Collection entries
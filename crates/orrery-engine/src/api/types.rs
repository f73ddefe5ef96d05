use serde::Serialize;

use crate::assets::preload::PreloadStatus;

/// Unique identifier for a body in the catalog (its catalog index).
#[derive(Debug, Clone, Copy, PartialEq, Eq, Hash, PartialOrd, Ord, Serialize)]
#[serde(transparent)]
pub struct BodyId(pub u32);

impl BodyId {
    pub fn index(self) -> usize {
        self.0 as usize
    }
}

/// Reference to a body inside one specific mount of the scene graph.
/// Stops resolving as soon as the scene is remounted under a new generation.
#[derive(Debug, Clone, Copy, PartialEq, Eq, Hash, Serialize)]
pub struct BodyHandle {
    pub id: BodyId,
    pub generation: u32,
}

/// Facts shown in the selection panel.
#[derive(Debug, Clone, PartialEq, Serialize)]
pub struct DisplayFacts {
    pub name: String,
    pub radius: f32,
    pub orbit_radius: f32,
    pub mass: Option<String>,
    pub orbit_period: Option<String>,
    pub wiki: Option<String>,
}

/// The body the camera is asked to follow.
///
/// `snapshot` is the body position at the moment of selection and never
/// changes afterwards; the live position is looked up through `handle`.
#[derive(Debug, Clone, PartialEq, Serialize)]
pub struct SelectionTarget {
    pub handle: BodyHandle,
    pub snapshot: glam::Vec3,
    pub facts: DisplayFacts,
}

/// Events emitted from the engine to the host, drained once per frame.
#[derive(Debug, Clone, PartialEq, Serialize)]
#[serde(tag = "kind", content = "data")]
pub enum SceneEvent {
    /// Preload progress changed.
    Status(PreloadStatus),
    /// All assets settled and the settle delay elapsed; the scene is mounted.
    Ready,
    /// Selection changed. `None` means the selection was cleared.
    Selected(Option<SelectionTarget>),
    /// Pointer hover changed. `None` means nothing is hovered.
    Hover(Option<BodyId>),
    /// The far-field backdrop should be shown (`true`) or hidden.
    FarField(bool),
    /// The host must discard the render surface and rebuild it under this key.
    Remount { generation: u32 },
    /// The render surface reported that its context came back.
    SurfaceRestored,
}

*Description of the task:* Filter the entries above and return only the lines holding "generation".

*The answer:*
/// Stops resolving as soon as the scene is remounted under a new generation.
    pub generation: u32,
    Remount { generation: u32 },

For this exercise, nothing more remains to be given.